Postmenopausal women who practice yo-yo diet are at high risk of sudden death from a heart attack, claims a new study. Yo-yo dieting, also known as weight cycling, is a cyclic loss and gain of weight.
"Weight cycling is an emerging global health concern associated with attempts of weight loss, but there have been inconsistent results about the health hazards for those who experience weight cycling behavior," said Somwail Rasla, M.D., study lead author and internal medicine resident at Memorial Hospital of Rhode Island, Alpert Medical School, Brown University, in Providence, Rhode Island.
Link Between Yo-Yo Dieting and Risk of Heart disease Death
During a follow-up of 11.4 years, the researchers found:
Women who were considered normal weight at the start of the study who lost and regained weight had about three and a half times higher risk of sudden cardiac death than women whose weight remained stable.

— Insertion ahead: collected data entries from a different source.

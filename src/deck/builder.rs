//! Deck construction.
//!
//! Every catalog item is laid down twice, the 2N entries are shuffled with
//! Fisher-Yates, and each tile takes its final offset as its position.

use im::Vector;
use tracing::trace;

use crate::core::{Catalog, GameRng, ItemId, Position, Tile};

/// Build a shuffled deck from a catalog.
///
/// ## Guarantees
///
/// - Output length is `2 * catalog.len()`
/// - Every item id appears at exactly two positions
/// - `deck[i].position == Position::new(i)`
/// - The permutation is uniform over all orderings
///
/// ## Example
///
/// ```
/// use memory_match::core::{Catalog, GameRng};
/// use memory_match::deck::build_deck;
///
/// let catalog = Catalog::sample();
/// let deck = build_deck(&catalog, &mut GameRng::new(42));
///
/// assert_eq!(deck.len(), 16);
/// for (i, tile) in deck.iter().enumerate() {
///     assert_eq!(tile.position.index(), i);
/// }
/// ```
pub fn build_deck(catalog: &Catalog, rng: &mut GameRng) -> Vector<Tile> {
    let mut ids: Vec<ItemId> = catalog
        .iter()
        .flat_map(|item| [item.id, item.id])
        .collect();

    rng.shuffle(&mut ids);
    trace!(tiles = ids.len(), "deck shuffled");

    ids.into_iter()
        .enumerate()
        .map(|(offset, item)| Tile::new(Position::new(offset as u32), item))
        .collect()
}
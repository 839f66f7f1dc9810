//! Core engine types: items, catalogs, tiles, epochs, RNG, configuration.
//!
//! These are the fixed inputs of a game. Nothing here changes while a game
//! is being played; the mutable parts live in `engine`.

pub mod catalog;
pub mod config;
pub mod epoch;
pub mod error;
pub mod item;
pub mod rng;
pub mod tile;

pub use catalog::Catalog;
pub use config::GameConfig;
pub use epoch::Epoch;
pub use error::{CatalogError, ConfigError};
pub use item::{Item, ItemId};
pub use rng::GameRng;
pub use tile::{Position, Tile};
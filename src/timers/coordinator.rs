//! Host-driven timer coordination.
//!
//! The coordinator owns a monotonic clock that only moves when the host says
//! so. Hosts pass elapsed wall time in; due timers come out in deadline
//! order. Nothing runs on another thread and nothing fires behind the
//! engine's back, so a timer and a click are always processed one after
//! the other.
//!
//! ## Usage
//!
//! ```
//! use std::time::Duration;
//! use memory_match::core::Epoch;
//! use memory_match::timers::{TimerCoordinator, TimerKind};
//!
//! let mut timers = TimerCoordinator::new();
//! timers.schedule(TimerKind::Reveal, Epoch::new(1), Duration::from_millis(3000));
//!
//! assert!(timers.advance(Duration::from_millis(2999)).is_empty());
//! let fired = timers.advance(Duration::from_millis(1));
//! assert_eq!(fired.len(), 1);
//! assert_eq!(fired[0].kind, TimerKind::Reveal);
//! ```

use std::time::Duration;

use tracing::trace;

use super::timer::{ScheduledTimer, TimerId, TimerKind};
use crate::core::Epoch;

/// Schedules, cancels and fires one-shot timers.
#[derive(Clone, Debug, Default)]
pub struct TimerCoordinator {
    now: Duration,
    next_id: u64,
    pending: Vec<ScheduledTimer>,
}

impl TimerCoordinator {
    /// Create a coordinator with its clock at zero.
    #[must_use]
    pub fn new() -> Self {
        Self::default()
    }

    /// Current clock reading.
    #[must_use]
    pub fn now(&self) -> Duration {
        self.now
    }

    /// Number of timers waiting to fire.
    #[must_use]
    pub fn pending_len(&self) -> usize {
        self.pending.len()
    }

    /// Check if a timer of `kind` is pending for `epoch`.
    #[must_use]
    pub fn is_pending(&self, kind: TimerKind, epoch: Epoch) -> bool {
        self.pending
            .iter()
            .any(|timer| timer.kind == kind && timer.belongs_to(epoch))
    }

    /// Schedule a timer `delay` after the current clock reading.
    pub fn schedule(&mut self, kind: TimerKind, epoch: Epoch, delay: Duration) -> TimerId {
        let id = TimerId::new(self.next_id);
        self.next_id += 1;

        let deadline = self.now.saturating_add(delay);
        trace!(%id, %kind, %epoch, ?deadline, "timer scheduled");
        self.pending.push(ScheduledTimer {
            id,
            kind,
            epoch,
            deadline,
        });
        id
    }

    /// Cancel one timer.
    ///
    /// Returns true if the timer was still pending.
    pub fn cancel(&mut self, id: TimerId) -> bool {
        let before = self.pending.len();
        self.pending.retain(|timer| timer.id != id);
        self.pending.len() != before
    }

    /// Cancel every timer not belonging to `current`.
    ///
    /// Returns the number of timers dropped.
    pub fn cancel_stale(&mut self, current: Epoch) -> usize {
        let before = self.pending.len();
        self.pending.retain(|timer| timer.belongs_to(current));
        before - self.pending.len()
    }

    /// Time left until the earliest pending timer, if any.
    ///
    /// Event loops can sleep this long before calling `advance`.
    #[must_use]
    pub fn next_deadline(&self) -> Option<Duration> {
        self.pending
            .iter()
            .map(|timer| timer.deadline)
            .min()
            .map(|deadline| deadline.saturating_sub(self.now))
    }

    /// Remove and return the earliest timer due at or before `until`.
    ///
    /// The clock moves to the fired timer's deadline, so anything scheduled
    /// while handling it is measured from the moment it fired. Equal
    /// deadlines fire in scheduling order.
    pub fn pop_due(&mut self, until: Duration) -> Option<ScheduledTimer> {
        let slot = self
            .pending
            .iter()
            .enumerate()
            .filter(|(_, timer)| timer.deadline <= until)
            .min_by_key(|(_, timer)| (timer.deadline, timer.id))
            .map(|(slot, _)| slot)?;

        let timer = self.pending.remove(slot);
        self.now = self.now.max(timer.deadline);
        Some(timer)
    }

    /// Move the clock forward to `target` without firing anything.
    ///
    /// The clock never moves backwards.
    pub fn advance_to(&mut self, target: Duration) {
        self.now = self.now.max(target);
    }

    /// Move the clock forward by `elapsed` and return every timer that came
    /// due, in firing order.
    pub fn advance(&mut self, elapsed: Duration) -> Vec<ScheduledTimer> {
        let target = self.now.saturating_add(elapsed);
        let mut fired = Vec::new();
        while let Some(timer) = self.pop_due(target) {
            fired.push(timer);
        }
        self.advance_to(target);
        fired
    }
}
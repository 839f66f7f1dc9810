//! Game state machine: phases, selection, matching, win detection.
//!
//! ## Key Types
//!
//! - `Phase`: `NotStarted -> Revealing -> Playing -> Won`
//! - `GameState`: the mutable game, driven only through its transitions
//! - `SelectOutcome` / `HideOutcome`: what a transition did (or why not)
//! - `GameSnapshot`: immutable view handed to renderers

pub mod outcome;
pub mod phase;
pub mod snapshot;
pub mod state;

pub use outcome::{HideOutcome, Rejection, SelectOutcome};
pub use phase::Phase;
pub use snapshot::{GameSnapshot, TileView};
pub use state::GameState;
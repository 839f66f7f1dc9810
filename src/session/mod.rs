//! Host-facing session driver.
//!
//! `MemoryGame` is what a host application holds. It owns:
//! - the live `GameState` (replaced wholesale on every start)
//! - the `TimerCoordinator` and the epoch guard around it
//! - the feedback and snapshot subscribers
//!
//! Hosts forward pointer events to `select_tile` and wall-clock time to
//! `advance`. Everything else happens inside.

mod game;

pub use game::MemoryGame;
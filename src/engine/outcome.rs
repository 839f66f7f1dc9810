//! Transition outcomes.
//!
//! Every state machine operation reports what it did. Rejections are
//! ordinary outcomes, not errors: input comes from best-effort pointer
//! events and duplicates or races are expected.

use serde::{Deserialize, Serialize};

use super::phase::Phase;
use crate::core::{ItemId, Position};

/// Why a selection left the state untouched.
#[derive(Clone, Copy, Debug, PartialEq, Eq, Serialize, Deserialize)]
pub enum Rejection {
    /// Tiles only accept input while `Playing`.
    NotPlaying(Phase),
    /// No tile at this position.
    OutOfRange,
    /// The tile is already face-up as part of the current selection.
    AlreadySelected,
    /// The tile's pair has already been found.
    AlreadyMatched,
    /// A mismatched pair is still waiting to be hidden.
    SelectionFull,
}

/// Result of `GameState::select_tile`.
#[derive(Clone, Copy, Debug, PartialEq, Eq, Serialize, Deserialize)]
pub enum SelectOutcome {
    /// Input ignored; state unchanged.
    Rejected(Rejection),
    /// First tile of a turn turned face-up.
    Flipped(Position),
    /// Second tile completed a pair. `won` is set on the winning pair only.
    Matched {
        /// The paired item.
        item: ItemId,
        /// This match moved the game into `Won`.
        won: bool,
    },
    /// Second tile differs from the first; both stay up until cleared.
    Mismatched {
        /// First tile of the turn.
        first: Position,
        /// Second tile of the turn.
        second: Position,
    },
}

impl SelectOutcome {
    /// Check if the selection changed the state.
    #[must_use]
    pub const fn is_accepted(&self) -> bool {
        !matches!(self, SelectOutcome::Rejected(_))
    }

    /// The rejection reason, if any.
    #[must_use]
    pub const fn rejection(&self) -> Option<Rejection> {
        match self {
            SelectOutcome::Rejected(reason) => Some(*reason),
            _ => None,
        }
    }
}

/// Result of `GameState::request_hide`.
#[derive(Clone, Copy, Debug, PartialEq, Eq, Serialize, Deserialize)]
pub enum HideOutcome {
    /// Revealing ended, play begins.
    Hidden,
    /// The game was not revealing; nothing happened.
    Ignored(Phase),
}

impl HideOutcome {
    /// Check if the deck was hidden.
    #[must_use]
    pub const fn is_hidden(&self) -> bool {
        matches!(self, HideOutcome::Hidden)
    }
}
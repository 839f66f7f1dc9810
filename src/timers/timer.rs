//! Timer identities and scheduled entries.

use std::time::Duration;

use serde::{Deserialize, Serialize};

use crate::core::Epoch;

/// What a timer does when it fires.
#[derive(Clone, Copy, Debug, PartialEq, Eq, Hash, Serialize, Deserialize)]
pub enum TimerKind {
    /// End the reveal phase.
    Reveal,
    /// Hide a mismatched pair.
    Mismatch,
    /// Emit the delayed congratulation after a win.
    Celebration,
}

impl std::fmt::Display for TimerKind {
    fn fmt(&self, f: &mut std::fmt::Formatter<'_>) -> std::fmt::Result {
        let name = match self {
            TimerKind::Reveal => "reveal",
            TimerKind::Mismatch => "mismatch",
            TimerKind::Celebration => "celebration",
        };
        f.write_str(name)
    }
}

/// Unique identifier for a scheduled timer.
#[derive(Clone, Copy, Debug, PartialEq, Eq, Hash, PartialOrd, Ord, Serialize, Deserialize)]
pub struct TimerId(pub u64);

impl TimerId {
    /// Create a new timer ID.
    #[must_use]
    pub const fn new(id: u64) -> Self {
        Self(id)
    }

    /// Get the raw ID value.
    #[must_use]
    pub const fn raw(self) -> u64 {
        self.0
    }
}

impl std::fmt::Display for TimerId {
    fn fmt(&self, f: &mut std::fmt::Formatter<'_>) -> std::fmt::Result {
        write!(f, "Timer({})", self.0)
    }
}

/// A one-shot deferred action.
#[derive(Clone, Copy, Debug, PartialEq, Eq, Serialize, Deserialize)]
pub struct ScheduledTimer {
    /// Identifier, also the tie-breaker for equal deadlines.
    pub id: TimerId,
    /// What to do on fire.
    pub kind: TimerKind,
    /// The game that scheduled it.
    pub epoch: Epoch,
    /// Coordinator clock reading at which it fires.
    pub deadline: Duration,
}

impl ScheduledTimer {
    /// Check if this timer belongs to `epoch`.
    #[must_use]
    pub fn belongs_to(&self, epoch: Epoch) -> bool {
        self.epoch == epoch
    }
}
//! Session configuration.
//!
//! Hosts configure the engine once, when the session is created:
//! - Timer delays for the reveal, mismatch and celebration phases
//! - An optional seed for reproducible decks
//!
//! Delays are plain milliseconds so the config round-trips cleanly through
//! any serde format.

use std::time::Duration;

use serde::{Deserialize, Serialize};

use super::error::ConfigError;

/// Default time all tiles stay face-up after a game starts.
pub const DEFAULT_REVEAL_DELAY_MS: u64 = 3000;

/// Default time a mismatched pair stays face-up.
pub const DEFAULT_MISMATCH_DELAY_MS: u64 = 1000;

/// Default time between winning and the congratulation notice.
pub const DEFAULT_CELEBRATION_DELAY_MS: u64 = 500;

/// Engine configuration.
#[derive(Clone, Debug, PartialEq, Eq, Serialize, Deserialize)]
#[serde(default)]
pub struct GameConfig {
    /// How long the whole deck is shown before play begins.
    pub reveal_delay_ms: u64,

    /// How long a mismatched pair stays visible before re-hiding.
    pub mismatch_delay_ms: u64,

    /// Delay between the `Won` and `Celebrate` signals.
    pub celebration_delay_ms: u64,

    /// Seed for deck shuffling. `None` draws one from OS entropy.
    pub seed: Option<u64>,
}

impl Default for GameConfig {
    fn default() -> Self {
        Self {
            reveal_delay_ms: DEFAULT_REVEAL_DELAY_MS,
            mismatch_delay_ms: DEFAULT_MISMATCH_DELAY_MS,
            celebration_delay_ms: DEFAULT_CELEBRATION_DELAY_MS,
            seed: None,
        }
    }
}

impl GameConfig {
    /// Set the reveal delay.
    #[must_use]
    pub fn with_reveal_delay(mut self, delay: Duration) -> Self {
        self.reveal_delay_ms = duration_ms(delay);
        self
    }

    /// Set the mismatch delay.
    #[must_use]
    pub fn with_mismatch_delay(mut self, delay: Duration) -> Self {
        self.mismatch_delay_ms = duration_ms(delay);
        self
    }

    /// Set the celebration delay.
    #[must_use]
    pub fn with_celebration_delay(mut self, delay: Duration) -> Self {
        self.celebration_delay_ms = duration_ms(delay);
        self
    }

    /// Fix the shuffle seed.
    #[must_use]
    pub fn with_seed(mut self, seed: u64) -> Self {
        self.seed = Some(seed);
        self
    }

    /// Reveal delay as a `Duration`.
    #[must_use]
    pub fn reveal_delay(&self) -> Duration {
        Duration::from_millis(self.reveal_delay_ms)
    }

    /// Mismatch delay as a `Duration`.
    #[must_use]
    pub fn mismatch_delay(&self) -> Duration {
        Duration::from_millis(self.mismatch_delay_ms)
    }

    /// Celebration delay as a `Duration`.
    #[must_use]
    pub fn celebration_delay(&self) -> Duration {
        Duration::from_millis(self.celebration_delay_ms)
    }

    /// Check that every delay is non-zero.
    ///
    /// # Errors
    ///
    /// Returns `ConfigError::ZeroDelay` naming the first zero field.
    pub fn validate(&self) -> Result<(), ConfigError> {
        let delays = [
            ("reveal_delay_ms", self.reveal_delay_ms),
            ("mismatch_delay_ms", self.mismatch_delay_ms),
            ("celebration_delay_ms", self.celebration_delay_ms),
        ];

        match delays.iter().find(|(_, ms)| *ms == 0) {
            Some(&(field, _)) => Err(ConfigError::ZeroDelay { field }),
            None => Ok(()),
        }
    }
}

fn duration_ms(delay: Duration) -> u64 {
    u64::try_from(delay.as_millis()).unwrap_or(u64::MAX)
}
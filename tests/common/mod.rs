
use std::f64::consts;

use rand::SeedableRng;
use rand::rngs::StdRng;
use rand_distr::{Distribution, Normal};

use gps_sdr::config::ReceiverConfig;
use gps_sdr::gnss::constants::{GPS_L1_FREQ_HZ, GPS_L1_CA_CODE_RATE_CHIPS_PER_SEC};
use gps_sdr::gnss::signal_modulation;

pub const FS:f64 = 2.046e6;

/// Interleaved-i16 IQ byte stream carrying one satellite whose amplitude
/// follows the given `(amplitude, duration_s)` schedule.  Carrier phase, code
/// phase and the 50 [bps] alternating bit pattern run continuously across
/// segments, so a zero-amplitude segment looks like a real blackout rather
/// than a phase jump.
pub fn synth_if_bytes(prn:usize, doppler_hz:f64, segments:&[(f64, f64)], noise_sigma:f64, seed:u64) -> Vec<u8> {
	let code = signal_modulation::prn_int(prn);
	let code_dphase = ((GPS_L1_FREQ_HZ + doppler_hz) / GPS_L1_FREQ_HZ) * GPS_L1_CA_CODE_RATE_CHIPS_PER_SEC / FS;
	let mut rng = StdRng::seed_from_u64(seed);
	let noise = Normal::new(0.0, noise_sigma).unwrap();

	let mut bytes:Vec<u8> = vec![];
	let mut k:usize = 0;
	for &(amp, duration_s) in segments {
		let n = (duration_s * FS) as usize;
		for _ in 0..n {
			let chips = (k as f64) * code_dphase;
			let chip = code[(chips % 1023.0) as usize] as f64;
			let bit = if (((chips / 1023.0) as usize) / 20) % 2 == 0 { 1.0 } else { -1.0 };
			let theta = 2.0 * consts::PI * doppler_hz * (k as f64) / FS;
			let re = amp * chip * bit * theta.cos() + noise.sample(&mut rng);
			let im = amp * chip * bit * theta.sin() + noise.sample(&mut rng);
			bytes.extend_from_slice(&(re as i16).to_le_bytes());
			bytes.extend_from_slice(&(im as i16).to_le_bytes());
			k += 1;
		}
	}
	bytes
}

/// Small file-postprocessing configuration: two slots on one correlator core,
/// no SCHED_FIFO, a tight scheduler cadence and a narrowed Doppler search so
/// the scenarios finish quickly.
pub fn paced_config(wanted_prns:Vec<usize>) -> ReceiverConfig {
	let mut cfg = ReceiverConfig::new(FS);
	cfg.max_channels = 2;
	cfg.cpu_cores = 1;
	cfg.fabric.realtime = false;
	cfg.sv_select.survey_interval_ms = 1;
	cfg.sv_select.noise_floor_interval = 0;
	cfg.sv_select.wanted_prns = wanted_prns;
	cfg.acquisition.doppler_min_hz = -3500.0;
	cfg.acquisition.doppler_max_hz = 3500.0;
	cfg
}

use rustfft::num_complex::Complex;

pub mod config;
pub mod fabric;
pub mod filters;
pub mod gnss;
pub mod io;
pub mod receiver;

#[derive(Debug, Clone, Copy)]
pub struct Sample {
	pub val: Complex<f64>,
	pub idx: usize,
}

use rustfft::FFTplanner;
use rustfft::num_complex::Complex;
use rustfft::num_traits::Zero;

use serde::{Serialize, Deserialize};

use crate::config::{AcquisitionConfig, DetectionClass};

pub mod pcps;

#[derive(Debug, Clone, Serialize, Deserialize)]
pub struct AcquisitionResult {
	pub prn:usize,
	pub doppler_hz:f64,
	pub doppler_step_hz:f64,
	/// Offset of the code-period boundary in samples from the search window start
	pub code_phase:usize,
	/// Absolute sample index of a code-period boundary consistent with `code_phase`
	pub boundary_sample_idx:usize,
	/// Non-coherently accumulated power at the best bin
	pub peak_power:f64,
	/// Best accumulated power more than one chip away from the peak
	pub second_peak_power:f64,
	pub input_power_total:f64,
	pub mf_len:usize,
	pub non_coherent_sums:usize,
}

impl AcquisitionResult {

	/// Peak power as a fraction of total input power; 1.0 for a noiseless
	/// aligned replica, 1/mf_len on average for pure noise
	pub fn test_statistic(&self) -> f64 {
		if self.input_power_total > 0.0 {
			self.peak_power / (self.input_power_total * (self.mf_len as f64))
		} else { 0.0 }
	}

	/// Peak-to-second-peak power ratio used to reject autocorrelation
	/// side-peaks and noise spikes
	pub fn peak_ratio(&self) -> f64 {
		if self.second_peak_power > 0.0 { self.peak_power / self.second_peak_power } else { f64::INFINITY }
	}

	pub fn accepted(&self, test_statistic_threshold:f64, second_peak_margin:f64) -> bool {
		self.test_statistic() >= test_statistic_threshold && self.peak_ratio() >= second_peak_margin
	}

}

pub trait Acquisition {
	fn provide_sample(&mut self, sample:&crate::Sample);
	fn block_for_result(&mut self) -> Option<AcquisitionResult>;
}

pub fn make_acquisition(fs:f64, prn:usize, doppler_min_hz:f64, doppler_max_hz:f64, doppler_step_hz:f64,
	test_statistic_threshold:f64, second_peak_margin:f64, non_coherent_sums:usize) -> pcps::Acquisition {

	let len_fft:usize = (fs / 1000.0) as usize;

	let mut planner = FFTplanner::new(false);
	let fft = planner.plan_fft(len_fft);
	let mut inv_planner = FFTplanner::new(true);
	let ifft = inv_planner.plan_fft(len_fft);

	let mut doppler_freqs:Vec<f64> = vec![];
	let mut freq = doppler_min_hz;
	while freq <= doppler_max_hz + 1.0e-6 {
		doppler_freqs.push(freq);
		freq += doppler_step_hz;
	}

	let power_map:Vec<Vec<f64>> = doppler_freqs.iter().map(|_| vec![0.0; len_fft]).collect();

	let mut acq = pcps::Acquisition{ fs, prn, test_statistic_threshold, second_peak_margin, non_coherent_sums,
		doppler_freqs, doppler_step_hz,
		buffer: vec![], len_fft, fft, local_code_freq_domain: vec![Complex::zero(); len_fft],
		fft_out: vec![Complex::zero(); len_fft], ifft, ifft_out: vec![Complex::zero(); len_fft],
		power_map, sums_done: 0, input_power_total: 0.0, next_sample_idx: 0 };
	acq.retune(prn);
	acq
}

pub fn from_config(fs:f64, prn:usize, cfg:&AcquisitionConfig, class:DetectionClass) -> pcps::Acquisition {
	make_acquisition(fs, prn, cfg.doppler_min_hz, cfg.doppler_max_hz, cfg.doppler_step_hz,
		class.test_stat_threshold, cfg.second_peak_margin, class.non_coherent_sums)
}
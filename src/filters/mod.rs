
pub trait ScalarFilter {

	fn apply(&mut self, x:f64) -> f64;
	fn initialize(&mut self);

}

pub struct FirstOrderFIR { pub b0: f64, pub b1: f64,
						   pub x0: f64, pub x1: f64 }

impl FirstOrderFIR {

	pub fn new(b0: f64, b1: f64) -> Self { Self { b0, b1, x0: 0.0, x1: 0.0 } }

}

impl ScalarFilter for FirstOrderFIR {

	fn apply(&mut self, x:f64) -> f64 {
		self.x0 = self.x1;
		self.x1 = x;
		self.b0*self.x0 + self.b1*self.x1
	}

	fn initialize(&mut self) {
		self.x0 = 0.0;
		self.x1 = 0.0;
	}

}

/// Proportional-plus-integral filter closing a second-order tracking loop.
/// `bw_hz` is the noise bandwidth, `pdi_s` the discriminator update interval
/// and `gain` the discriminator gain (0.25 for a Costas arctangent phase
/// discriminator, 1.0 for a normalized early-late code discriminator).
pub fn new_pi_loop_filter(bw_hz:f64, pdi_s:f64, gain:f64) -> FirstOrderFIR {
	let zeta = 0.7;
	let wn = (bw_hz * 8.0 * zeta) / (4.0 * zeta * zeta + 1.0);
	let tau1 = gain / (wn * wn);
	let tau2 = (2.0 * zeta) / wn;
	FirstOrderFIR::new((pdi_s - 2.0*tau2) / (2.0*tau1), (pdi_s + 2.0*tau2) / (2.0*tau1))
}

/// Single-pole integrator closing a first-order frequency lock loop
pub fn new_frequency_loop_filter(bw_hz:f64, pdi_s:f64) -> FirstOrderFIR {
	FirstOrderFIR::new(0.0, 4.0 * bw_hz * pdi_s)
}

#[cfg(test)]
mod tests {

	use super::*;

	#[test]
	fn pi_filter_drives_constant_error_toward_correction() {
		let mut filter = new_pi_loop_filter(15.0, 0.001, 0.25);
		let mut rate:f64 = 0.0;
		for _ in 0..50 { rate += filter.apply(0.1); }
		// Constant positive error must keep pushing the rate in one direction
		assert!(rate > 0.0);
		let step_then = filter.apply(0.1);
		assert!(step_then > 0.0);
	}

	#[test]
	fn initialize_clears_history() {
		let mut filter = new_pi_loop_filter(2.0, 0.001, 1.0);
		filter.apply(1.0);
		filter.apply(-1.0);
		filter.initialize();
		assert_eq!(filter.x0, 0.0);
		assert_eq!(filter.x1, 0.0);
	}

	#[test]
	fn frequency_filter_gain_scales_with_bandwidth() {
		let mut narrow = new_frequency_loop_filter(5.0, 0.001);
		let mut wide = new_frequency_loop_filter(10.0, 0.001);
		let n = narrow.apply(1.0);
		let w = wide.apply(1.0);
		assert!((w - 2.0*n).abs() < 1e-12);
	}

}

In normal weight women, yo-yo dieting increased the risk of coronary heart disease death by 66 percent. However, there was no increase in either type of mortality among overweight or obese women. Similarly, no increase in death occurred among women who reported that they gained weight but did not lose it or, in the opposite scenario, that they lost weight without gaining it back.
Studies have shown that overweight increases the risk of dying from types of heart disease. The first type is coronary heart disease, a condition in which the blood vessels to the heart become blocked by fat deposits and other substances, decreasing blood flow to the heart. The second type is sudden cardiac death. The heart's electrical system abruptly stops working, causing death.
Limitations of the Study
It was an observational study. Thus the researchers were able to show association and not a cause and effect relationship.
The study relied on self-reports, which could be inaccurate. Since sudden cardiac death occurred relatively infrequently, the cases that did occur could have resulted from chance. Finally, the study included only older women.
"More research is needed before any recommendations can be made for clinical care regarding the risks of weight cycling, since these results apply only to postmenopausal women and not to younger-aged women or men," said Rasla.
The study was presented at the American Heart Association's Scientific Sessions 2016.